Porque para descubrir hay que viajar, y para viajar hay que combatir. Y porque, siento decirlo, el combate de The Elder Scrolls Online sigue sufriendo de una falta de contundencia y peso real que irónicamente acaban lastrándolo todo, ahondando aún más en esa sensación de impostura, de falsedad, de que todo es mentira. De que cada estocada y cada conjuro es un mero intercambio de números entre dos marionetas que se deslizan como fantasmas por el terreno, algo que sigue haciéndose extensivo a todas las clases del juego y que no mejora particularmente con la inclusión del nigromante, la otra gran novedad de Elsweyr.
Una nueva rama de especialización, o mejor dicho tres, que concentra bajo los rimbombantes apelativos de Grave Lord, Bone Tyrant y Living Death todo un arsenal de magia prohibida (o al menos tan prohibida como para poder buscarnos problemas si la sacamos a pasear en un sitio civilizado) con efectos de lo más dispar: artes de curación, calaveras venenosas, esqueletos conjurados de ninguna parte que persiguen hasta el fin del mundo a los enemigos... sobre el papel todo suena mejor que bien, pero en cuanto a su aplicación práctica, y pese a la más que evidente utilidad de muchas de las triquiñuelas que aquí se incluyen, todo vuele a reducirse a fuegos de artificio.
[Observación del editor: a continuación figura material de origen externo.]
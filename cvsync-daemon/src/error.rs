use std::path::PathBuf;

use thiserror::Error;

/// Error surface for the scheduler, logging setup, and cycle execution.
#[derive(Debug, Error)]
pub enum DaemonError {
    #[error("I/O error at {path}: {source}")]
    Io {
        path: PathBuf,
        #[source]
        source: std::io::Error,
    },

    #[error("config error: {0}")]
    Config(#[from] cvsync_core::ConfigError),

    #[error("client error: {0}")]
    Client(#[from] cvsync_clients::ClientError),

    #[error("logging setup failed: {0}")]
    Logging(String),

    #[error("signal handler failed: {0}")]
    Signal(#[source] std::io::Error),

    #[error("task {task} failed: {reason}")]
    Task { task: &'static str, reason: String },
}

pub(crate) fn io_err(path: impl Into<PathBuf>, source: std::io::Error) -> DaemonError {
    DaemonError::Io {
        path: path.into(),
        source,
    }
}
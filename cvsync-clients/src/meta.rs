//! MetaContrata REST client.
//!
//! Every response is wrapped in `{estado, mensaje, resultado}`; `estado == 1`
//! means success. Calls after login carry the session passkey in a `passkey`
//! header.

use std::fmt;
use std::time::Duration;

use async_trait::async_trait;
use reqwest::{Client, Url};
use serde::de::DeserializeOwned;
use serde::{Deserialize, Serialize};
use serde_json::{json, Value};
use tracing::Instrument;

use cvsync_core::{MetaConfig, SourceDepartment, SourceEmployee};
use cvsync_sync::{ServiceResult, SourceDirectory};

use crate::error::{base_url, join, ClientError};

const SERVICE: &str = "MetaContrata";

#[derive(Deserialize)]
struct Envelope {
    estado: i64,
    #[serde(default)]
    mensaje: Option<String>,
    #[serde(default)]
    resultado: Value,
}

#[derive(Deserialize)]
struct Login {
    passkey: String,
}

#[derive(Serialize)]
struct EmployeeQuery {
    #[serde(rename = "SoloEmpleadosActivos")]
    only_active: u8,
}

/// An authenticated MetaContrata session.
pub struct MetaClient {
    http: Client,
    base: Url,
    passkey: String,
    only_active: bool,
}

impl fmt::Debug for MetaClient {
    fn fmt(&self, f: &mut fmt::Formatter<'_>) -> fmt::Result {
        f.debug_struct("MetaClient")
            .field("base", &self.base.as_str())
            .field("only_active", &self.only_active)
            .finish_non_exhaustive()
    }
}

impl MetaClient {
    /// Build the HTTP client and log in, exchanging credentials for a passkey.
    pub async fn connect(config: &MetaConfig) -> Result<Self, ClientError> {
        let base = base_url(&config.base_url)?;
        let http = Client::builder()
            .timeout(Duration::from_secs(config.timeout_secs))
            .build()
            .map_err(ClientError::Build)?;
        let mut client = Self {
            http,
            base,
            passkey: String::new(),
            only_active: config.only_active,
        };

        let body = json!({ "usuario": config.username, "password": config.password });
        let login: Login = client.post("login/passkey", "login", &body).await?;
        client.passkey = login.passkey;
        tracing::info!(base = %client.base, "authenticated with MetaContrata");
        Ok(client)
    }

    /// Every employee, restricted to active ones when `only_active` is set.
    pub async fn employees(&self) -> Result<Vec<SourceEmployee>, ClientError> {
        let query = EmployeeQuery {
            only_active: u8::from(self.only_active),
        };
        self.post("empleados/listado", "employee list", &query).await
    }

    /// Every subcontractor.
    pub async fn subcontractors(&self) -> Result<Vec<SourceDepartment>, ClientError> {
        self.post("empresas/listado", "subcontractor list", &json!({}))
            .await
    }

    async fn post<B, T>(
        &self,
        endpoint: &str,
        operation: &'static str,
        body: &B,
    ) -> Result<T, ClientError>
    where
        B: Serialize + ?Sized,
        T: DeserializeOwned,
    {
        let url = join(&self.base, endpoint)?;
        let span = tracing::debug_span!("metacontrata.request", operation, %url);

        async move {
            let mut request = self.http.post(url.clone()).json(body);
            if !self.passkey.is_empty() {
                request = request.header("passkey", &self.passkey);
            }

            let response = request
                .send()
                .await
                .map_err(|e| ClientError::http(url.as_str(), e))?;
            let status = response.status();
            if !status.is_success() {
                return Err(ClientError::Status {
                    url: url.to_string(),
                    status,
                });
            }
            let bytes = response
                .bytes()
                .await
                .map_err(|e| ClientError::http(url.as_str(), e))?;

            let envelope: Envelope = serde_json::from_slice(&bytes)
                .map_err(|source| ClientError::Decode { operation, source })?;
            if envelope.estado != 1 {
                return Err(ClientError::Api {
                    service: SERVICE,
                    operation,
                    message: envelope
                        .mensaje
                        .unwrap_or_else(|| format!("estado {}", envelope.estado)),
                });
            }
            tracing::debug!("request succeeded");
            serde_json::from_value(envelope.resultado)
                .map_err(|source| ClientError::Decode { operation, source })
        }
        .instrument(span)
        .await
    }
}

#[async_trait]
impl SourceDirectory for MetaClient {
    async fn list_business_units(&self) -> ServiceResult<Vec<SourceDepartment>> {
        Ok(self.subcontractors().await?)
    }

    async fn list_employees(&self) -> ServiceResult<Vec<SourceEmployee>> {
        Ok(self.employees().await?)
    }
}
//! # cvsync-sync
//!
//! Reconciliation engine that makes CVSecurity mirror MetaContrata.
//!
//! Call [`reconcile_departments`] and [`reconcile_employees`] directly, or
//! [`pipeline::run`] to do both in the required order. The two remote systems
//! are reached only through [`SourceDirectory`] and [`TargetDirectory`].

pub mod batch;
pub mod department;
pub mod diff;
pub mod employee;
pub mod error;
pub mod pipeline;
pub mod service;

pub use batch::{run_in_batches, BatchFailure, BatchOutcome};
pub use department::{
    department_name, plan_departments, reconcile_departments, DepartmentPlan, DepartmentReport,
};
pub use diff::{diff_keys, index_by, KeyDiff};
pub use employee::{
    build_new_person, plan_employees, plan_update, reconcile_employees, EmployeePlan,
    EmployeeReport,
};
pub use error::{Phase, Side, SyncError};
pub use pipeline::{CycleReport, SyncScope};
pub use service::{ServiceError, ServiceResult, SourceDirectory, TargetDirectory};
Los esqueletos se alzan y se evaporan en cuestión de segundos, las calaveras recuerdan a un proyectil de toda la vida, y ni siquiera ese mastodóntico golem que podemos conjurar cuando llenamos cierto medidor arcano consigue transmitir verdadera presencia.
Hay muchos combates, por descontado, pero casi ninguno que deje una huella real, y lo mismo puede decirse de sus diálogos, de sus personajes y de una apuesta por el contenido que tiene unas cifras bien claras en la cabeza y parece dispuesta a alcanzarlas como sea y al precio que sea. Elsweyr es enorme, pero me cuesta definirlo como ambicioso, y volviendo a Skyrim creo que la respuesta no está en la escala, ni en el alcance ni en los centenares de horas que vinieron después. Quizá era tan sencillo como fijarse en aquellos primeros quince minutos.